To me, the Internet of Things is the Furby in your child's bedroom. Having cost you the best part of two ponies, the furry little bastard sits there motionless and silent doing fuck all for weeks on end making you think the batteries have run out, then when you're on your own in the house at 2am watching The Exorcist on Sky Classics, it springs to life screaming “Fuuuurrrrrrbeeeee!”
Basically, the Internet of Things involves making us pay for electronic devices that you don’t need which repay your generosity by silently biding their time waiting for you to let your guard down before grabbing you by the throat and dragging your soul to hell. Or making you nearly shit yourself in front of the telly.
They’re evil, I tell you. As Tristran would say: “Burn the witch!”
Frustratingly, the surface concept Internet of Things is also very seductive. These are devices – sorry, I mean Things (must stick to the technical term) – that look after themselves so that you don’t have to waste any more of your remaining minutes of life programming your lightbulbs to turn on and off to the unique sound of your farts.
What makes it so seductive is that we have come to assume that every shiny new product has Internet intelligence built into it in some way. I nearly made a fool of myself recently when buying the new album by True Ingredients on the basis that the funky band in question was distributing its music not on CD but on sunglasses. I thought this meant the sunglasses were some kind of audio player with er, over-ear headphones.
I mean, it has to be. Even the band’s logo initials ‘TI’ are a not-so-subtle inversion of ‘IT’. I nod knowingly and click on the PayPal ‘purchase’ button.
The sunglasses turn up and, for sure, they are quite big. They must be stuffed with electronics. Here I am wearing them and looking extraordinarily cool and not minding at all that I ordered the Tomato Red frames:
Dabbsy: "looking extraordinarily cool"
If you don’t think I’m looking cool, compare it to what I normally look like:
Looking normal, apparently
Here I am still looking cool even though the cat has peed in my slippers:
Looking, ahem, cool under duress
As it turns out, the sunglasses are not an Internet Thing. Nor are they electronic in any way. They are sunglasses.
You can just imagine the deadpan response from the person on the helpline if I’d made that support call. “There’s a code printed on each pair. Enter the code on the website. Download the MP3s. Put them on your iPod. Listen to them. Can I be of further assistance.” <click> wurrrrrrrrrrrrr…
If the sunglasses were an Internet Thing, they wouldn’t play audio, they’d self-adjust the darkness of the lenses according to the weather forecast. Some say that’s a good thing, and it may be so.

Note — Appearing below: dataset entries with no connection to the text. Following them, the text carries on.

//! HTTP server
//!
//! Thin marshalling layer: every handler checks its arguments, calls the
//! file bridge or an executor, and wraps the outcome in the JSON envelope.

use std::convert::Infallible;
use std::future::Future;
use std::sync::Arc;

use axum::{
    body::Body,
    extract::{multipart::Field, DefaultBodyLimit, Multipart, Query, State},
    http::{header, StatusCode},
    response::{IntoResponse, Response},
    routing::{get, post},
    Form, Router,
};
use futures_util::StreamExt;
use tempfile::TempPath;
use tokio::io::AsyncWriteExt;
use tokio_util::io::ReaderStream;
use tracing::{info, warn};

use super::types::*;
use crate::config::ServerConfig;
use crate::error::BridgeError;
use crate::exec::{CommandExecutor, StreamingExecutor};
use crate::sftp::{FileSystemBridge, Listing, NewItemKind};
use crate::ssh::Session;

/// Shared handler state
#[derive(Clone)]
pub struct AppState {
    pub session: Arc<Session>,
    pub files: Arc<FileSystemBridge>,
    pub commands: Arc<CommandExecutor>,
}

impl AppState {
    pub fn new(session: Arc<Session>) -> Self {
        Self {
            files: Arc::new(FileSystemBridge::new(session.clone())),
            commands: Arc::new(CommandExecutor::new(session.clone())),
            session,
        }
    }
}

/// Route table. `max_upload_bytes` caps every request body, uploads included.
pub fn router(state: AppState, max_upload_bytes: usize) -> Router {
    Router::new()
        .route("/health", get(health))
        .route("/ajax/list/", get(list_dir))
        .route("/ajax/file/", get(read_file))
        .route("/ajax/save/", post(save_file))
        .route("/ajax/delete/", post(delete_path))
        .route("/ajax/new_item/", post(new_item))
        .route("/ajax/upload/", post(upload))
        .route("/ajax/rename/", post(rename))
        .route("/ajax/sqlite/", get(sqlite_preview))
        .route("/download/", get(download))
        .route("/terminal/execute/", post(execute))
        .route("/terminal/stream/", post(stream_command))
        .layer(DefaultBodyLimit::max(max_upload_bytes))
        .with_state(state)
}

/// Bind and serve until `shutdown` resolves.
pub async fn serve(
    config: &ServerConfig,
    state: AppState,
    shutdown: impl Future<Output = ()> + Send + 'static,
) -> std::io::Result<()> {
    let app = router(state, config.max_upload_bytes);

    let listener = tokio::net::TcpListener::bind((config.bind.as_str(), config.port)).await?;
    info!("Server listening on http://{}", listener.local_addr()?);

    axum::serve(listener, app)
        .with_graceful_shutdown(shutdown)
        .await?;

    info!("Server stopped");
    Ok(())
}

// ============================================================================
// Handlers
// ============================================================================

async fn health(State(state): State<AppState>) -> ApiOk<HealthStatus> {
    ApiOk(HealthStatus {
        connected: state.session.is_connected(),
        session: state.session.state(),
    })
}

async fn list_dir(
    State(state): State<AppState>,
    Query(query): Query<PathQuery>,
) -> ApiResult<Listing> {
    let path = query.path.unwrap_or_else(|| "/".to_string());
    Ok(ApiOk(state.files.list(&path).await?))
}

async fn read_file(
    State(state): State<AppState>,
    Query(query): Query<PathQuery>,
) -> ApiResult<FileContent> {
    let path = required(query.path, "No path provided")?;
    let content = state.files.read_text(&path).await?;
    Ok(ApiOk(FileContent { content }))
}

async fn save_file(
    State(state): State<AppState>,
    Form(form): Form<SaveForm>,
) -> ApiResult<MessageResponse> {
    let path = required(form.path, "No path provided")?;
    state.files.write_text(&path, &form.content).await?;
    Ok(ApiOk(MessageResponse::new("File saved")))
}

async fn delete_path(
    State(state): State<AppState>,
    Form(form): Form<PathForm>,
) -> ApiResult<MessageResponse> {
    let path = required(form.path, "No path provided")?;
    state.files.delete(&path).await?;
    Ok(ApiOk(MessageResponse::new("Deleted")))
}

async fn new_item(
    State(state): State<AppState>,
    Form(form): Form<NewItemForm>,
) -> ApiResult<MessageResponse> {
    let parent = required(form.parent_path, "Missing parameters")?;
    let name = required(form.name, "Missing parameters")?;

    state.files.create_entry(&parent, &name, form.kind).await?;
    let message = match form.kind {
        NewItemKind::File => "File created",
        NewItemKind::Folder => "Folder created",
    };
    Ok(ApiOk(MessageResponse::new(message)))
}

async fn upload(State(state): State<AppState>, mut multipart: Multipart) -> ApiResult<MessageResponse> {
    let mut parent = None;
    let mut staged: Option<(TempPath, String)> = None;

    while let Some(mut field) = multipart.next_field().await.map_err(bad_upload)? {
        let name = field.name().map(str::to_owned);
        let file_name = field.file_name().map(str::to_owned);

        match (name.as_deref(), file_name) {
            (Some("parent_path"), _) => parent = Some(field.text().await.map_err(bad_upload)?),
            // One file per request; later ones are ignored
            (_, Some(file_name)) if staged.is_none() => {
                let local = stage_upload(&mut field).await?;
                staged = Some((local, file_name));
            }
            _ => {}
        }
    }

    let parent = required(parent, "No parent path provided")?;
    let Some((local, file_name)) = staged else {
        return Err(ApiError(BridgeError::invalid("No file provided")));
    };

    state.files.upload(&parent, local, &file_name).await?;
    Ok(ApiOk(MessageResponse::new("File uploaded")))
}

/// Spool one multipart field to a local temp file
async fn stage_upload(field: &mut Field<'_>) -> Result<TempPath, ApiError> {
    let staging = tempfile::Builder::new()
        .prefix("vps-explorer-upload-")
        .tempfile()
        .map_err(BridgeError::from)?;
    let (file, path) = staging.into_parts();
    let mut file = tokio::fs::File::from_std(file);

    while let Some(chunk) = field.chunk().await.map_err(bad_upload)? {
        file.write_all(&chunk).await.map_err(BridgeError::from)?;
    }
    file.flush().await.map_err(BridgeError::from)?;

    Ok(path)
}

fn bad_upload(err: axum::extract::multipart::MultipartError) -> ApiError {
    ApiError(BridgeError::invalid(format!("Invalid upload: {}", err)))
}

async fn rename(
    State(state): State<AppState>,
    Form(form): Form<RenameForm>,
) -> ApiResult<RenameResponse> {
    let old_path = required(form.old_path, "Missing parameters")?;
    let new_name = required(form.new_name, "Missing parameters")?;

    let new_path = state.files.rename(&old_path, &new_name).await?;
    Ok(ApiOk(RenameResponse {
        message: "Renamed successfully".to_string(),
        new_path,
    }))
}

async fn sqlite_preview(
    State(state): State<AppState>,
    Query(query): Query<PathQuery>,
) -> ApiResult<PreviewResponse> {
    let path = required(query.path, "No path provided")?;
    let data = state.files.preview_database(&path).await?;
    Ok(ApiOk(PreviewResponse { data }))
}

/// Raw bytes, not an envelope: failures are plain text with a real status code.
async fn download(State(state): State<AppState>, Query(query): Query<DownloadQuery>) -> Response {
    let inline = query.is_inline();
    let Some(path) = query.path.filter(|p| !p.is_empty()) else {
        return (StatusCode::BAD_REQUEST, "No path provided").into_response();
    };

    match send_artifact(&state, &path, inline).await {
        Ok(response) => response,
        Err(e) => {
            warn!("Download of {} failed: {}", path, e);
            let status = match e {
                BridgeError::InvalidArgument(_) => StatusCode::BAD_REQUEST,
                _ => StatusCode::INTERNAL_SERVER_ERROR,
            };
            (status, e.to_string()).into_response()
        }
    }
}

async fn send_artifact(state: &AppState, path: &str, inline: bool) -> Result<Response, BridgeError> {
    let artifact = state.files.download(path).await?;

    let file = tokio::fs::File::open(&artifact.local_file).await?;
    let length = file.metadata().await?.len();

    let content_type = if artifact.is_archive {
        "application/zip".to_string()
    } else {
        mime_guess::from_path(&artifact.suggested_name)
            .first_or_octet_stream()
            .to_string()
    };
    let disposition = content_disposition(&artifact.suggested_name, inline);

    // The staging file must outlive the body
    let staged = artifact.local_file;
    let body = Body::from_stream(ReaderStream::new(file).map(move |chunk| {
        let _staged = &staged;
        chunk
    }));

    Ok((
        [
            (header::CONTENT_TYPE, content_type),
            (header::CONTENT_LENGTH, length.to_string()),
            (header::CONTENT_DISPOSITION, disposition),
        ],
        body,
    )
        .into_response())
}

/// `attachment`/`inline` disposition with an ASCII fallback name and, when the
/// real name is not plain ASCII, an RFC 5987 `filename*`.
fn content_disposition(name: &str, inline: bool) -> String {
    let kind = if inline { "inline" } else { "attachment" };
    let fallback: String = name
        .chars()
        .map(|c| {
            if (c.is_ascii_graphic() || c == ' ') && c != '"' && c != '\\' {
                c
            } else {
                '_'
            }
        })
        .collect();

    if fallback == name {
        format!("{}; filename=\"{}\"", kind, name)
    } else {
        format!(
            "{}; filename=\"{}\"; filename*=UTF-8''{}",
            kind,
            fallback,
            urlencoding::encode(name)
        )
    }
}

async fn execute(
    State(state): State<AppState>,
    Form(form): Form<CommandForm>,
) -> ApiResult<ExecuteResponse> {
    let command = required(form.command, "No command provided")?;
    let result = state.commands.run_once(&command, true).await?;
    Ok(ApiOk(ExecuteResponse {
        output: result.output_markup,
        exit_status: result.exit_status,
    }))
}

/// Chunked `text/html` body. Only a missing command or a disconnected session
/// gets the envelope; a refused channel and later failures arrive inline.
async fn stream_command(
    State(state): State<AppState>,
    Form(form): Form<CommandForm>,
) -> Result<Response, ApiError> {
    let command = required(form.command, "No command provided")?;
    let executor = StreamingExecutor::start(&state.session, &command).await?;
    info!("Streaming command: {}", command);

    let body = Body::from_stream(
        executor
            .into_stream()
            .map(|chunk| Ok::<_, Infallible>(chunk.markup)),
    );

    Ok((
        [
            (header::CONTENT_TYPE, "text/html; charset=utf-8"),
            (header::CACHE_CONTROL, "no-cache"),
        ],
        body,
    )
        .into_response())
}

My problem is that my self-aware web specs won’t be picking up any Wi-Fi on the beach. So instead of being an Internet Thing, they will become ordinary sunglasses again. Or do I have to purchase a 4G subscription for my specs for unbroken coverage?
What next? Internet shoes? Auto-calibrating Y-fronts? Capacitive sensing toilet paper?
Given the troubles I am having getting a decent Internet pipe installed at work (see last week’s column), the whole point of an Internet of Things is blunted right from the start. Without reliable Internet access, half the stuff wouldn’t work and the rest would run at a crawl. I’d walk into the room and have to fart really slowly in order to put the lights on – which is an interesting challenge when you’re trying to illuminate a large open-plan area.
Good job the Internet windows will then open automatically. Always a silver lining, eh? ®
Alistair Dabbs is a freelance technology tart, juggling IT journalism, editorial training and digital publishing. By having his photo published here showing him wearing TI shades, Alistair now rubs shoulders with the likes of Snoop Dog. How thrilled Snoop must be to learn this.